TASK OBJECTIVE: Transcription should be exact. Include all entries.

(Stored data)
# # # # #

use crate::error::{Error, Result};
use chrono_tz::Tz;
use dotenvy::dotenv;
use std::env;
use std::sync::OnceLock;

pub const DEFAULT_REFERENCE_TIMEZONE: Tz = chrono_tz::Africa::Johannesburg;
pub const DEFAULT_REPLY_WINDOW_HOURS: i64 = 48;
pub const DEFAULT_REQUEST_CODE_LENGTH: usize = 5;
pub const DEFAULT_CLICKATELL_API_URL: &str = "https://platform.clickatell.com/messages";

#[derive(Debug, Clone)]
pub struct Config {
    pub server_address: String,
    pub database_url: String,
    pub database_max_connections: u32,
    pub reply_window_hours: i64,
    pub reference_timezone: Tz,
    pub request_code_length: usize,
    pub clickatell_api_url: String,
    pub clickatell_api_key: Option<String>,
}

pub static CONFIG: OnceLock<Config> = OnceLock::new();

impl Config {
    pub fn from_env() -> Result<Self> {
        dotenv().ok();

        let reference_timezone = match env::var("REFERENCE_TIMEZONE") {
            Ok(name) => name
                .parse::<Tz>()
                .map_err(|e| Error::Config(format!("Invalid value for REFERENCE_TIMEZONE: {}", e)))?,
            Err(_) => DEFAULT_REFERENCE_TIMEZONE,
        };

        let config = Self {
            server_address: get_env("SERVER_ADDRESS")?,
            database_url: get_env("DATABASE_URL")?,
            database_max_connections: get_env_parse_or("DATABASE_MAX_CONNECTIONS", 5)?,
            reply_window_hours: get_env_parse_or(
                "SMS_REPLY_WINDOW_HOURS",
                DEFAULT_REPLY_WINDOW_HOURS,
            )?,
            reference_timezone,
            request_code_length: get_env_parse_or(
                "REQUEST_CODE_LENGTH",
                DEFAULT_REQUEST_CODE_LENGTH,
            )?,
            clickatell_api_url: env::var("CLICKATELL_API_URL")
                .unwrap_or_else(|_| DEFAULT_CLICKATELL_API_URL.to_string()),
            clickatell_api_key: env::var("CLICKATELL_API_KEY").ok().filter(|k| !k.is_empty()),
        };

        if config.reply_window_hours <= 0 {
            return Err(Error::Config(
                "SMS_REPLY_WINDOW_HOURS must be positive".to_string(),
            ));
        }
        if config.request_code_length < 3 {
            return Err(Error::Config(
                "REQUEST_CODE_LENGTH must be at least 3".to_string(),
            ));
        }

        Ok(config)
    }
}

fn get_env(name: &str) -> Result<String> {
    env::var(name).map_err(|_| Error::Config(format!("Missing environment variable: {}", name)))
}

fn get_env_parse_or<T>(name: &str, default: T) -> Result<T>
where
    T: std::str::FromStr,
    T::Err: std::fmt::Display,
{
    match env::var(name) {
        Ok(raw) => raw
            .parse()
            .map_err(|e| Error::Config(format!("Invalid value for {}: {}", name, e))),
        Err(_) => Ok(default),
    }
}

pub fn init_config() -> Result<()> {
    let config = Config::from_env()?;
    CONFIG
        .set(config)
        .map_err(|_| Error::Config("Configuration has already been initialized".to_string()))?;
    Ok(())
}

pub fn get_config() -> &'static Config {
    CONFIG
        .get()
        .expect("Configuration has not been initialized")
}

# # # # #

EXERCISE ANSWER:
use crate::error::{Error, Result};
use chrono_tz::Tz;
use dotenvy::dotenv;
use std::env;
use std::sync::OnceLock;

pub const DEFAULT_REFERENCE_TIMEZONE: Tz = chrono_tz::Africa::Johannesburg;
pub const DEFAULT_REPLY_WINDOW_HOURS: i64 = 48;
pub const DEFAULT_REQUEST_CODE_LENGTH: usize = 5;
pub const DEFAULT_CLICKATELL_API_URL: &str = "https://platform.clickatell.com/messages";

#[derive(Debug, Clone)]
pub struct Config {
    pub server_address: String,
    pub database_url: String,
    pub database_max_connections: u32,
    pub reply_window_hours: i64,
    pub reference_timezone: Tz,
    pub request_code_length: usize,
    pub clickatell_api_url: String,
    pub clickatell_api_key: Option<String>,
}

pub static CONFIG: OnceLock<Config> = OnceLock::new();

impl Config {
    pub fn from_env() -> Result<Self> {
        dotenv().ok();

        let reference_timezone = match env::var("REFERENCE_TIMEZONE") {
            Ok(name) => name
                .parse::<Tz>()
                .map_err(|e| Error::Config(format!("Invalid value for REFERENCE_TIMEZONE: {}", e)))?,
            Err(_) => DEFAULT_REFERENCE_TIMEZONE,
        };

        let config = Self {
            server_address: get_env("SERVER_ADDRESS")?,
            database_url: get_env("DATABASE_URL")?,
            database_max_connections: get_env_parse_or("DATABASE_MAX_CONNECTIONS", 5)?,
            reply_window_hours: get_env_parse_or(
                "SMS_REPLY_WINDOW_HOURS",
                DEFAULT_REPLY_WINDOW_HOURS,
            )?,
            reference_timezone,
            request_code_length: get_env_parse_or(
                "REQUEST_CODE_LENGTH",
                DEFAULT_REQUEST_CODE_LENGTH,
            )?,
            clickatell_api_url: env::var("CLICKATELL_API_URL")
                .unwrap_or_else(|_| DEFAULT_CLICKATELL_API_URL.to_string()),
            clickatell_api_key: env::var("CLICKATELL_API_KEY").ok().filter(|k| !k.is_empty()),
        };

        if config.reply_window_hours <= 0 {
            return Err(Error::Config(
                "SMS_REPLY_WINDOW_HOURS must be positive".to_string(),
            ));
        }
        if config.request_code_length < 3 {
            return Err(Error::Config(
                "REQUEST_CODE_LENGTH must be at least 3".to_string(),
            ));
        }

        Ok(config)
    }
}

fn get_env(name: &str) -> Result<String> {
    env::var(name).map_err(|_| Error::Config(format!("Missing environment variable: {}", name)))
}

fn get_env_parse_or<T>(name: &str, default: T) -> Result<T>
where
    T: std::str::FromStr,
    T::Err: std::fmt::Display,
{
    match env::var(name) {
        Ok(raw) => raw
            .parse()
            .map_err(|e| Error::Config(format!("Invalid value for {}: {}", name, e))),
        Err(_) => Ok(default),
    }
}

pub fn init_config() -> Result<()> {
    let config = Config::from_env()?;
    CONFIG
        .set(config)
        .map_err(|_| Error::Config("Configuration has already been initialized".to_string()))?;
    Ok(())
}

pub fn get_config() -> &'static Config {
    CONFIG
        .get()
        .expect("Configuration has not been initialized")
}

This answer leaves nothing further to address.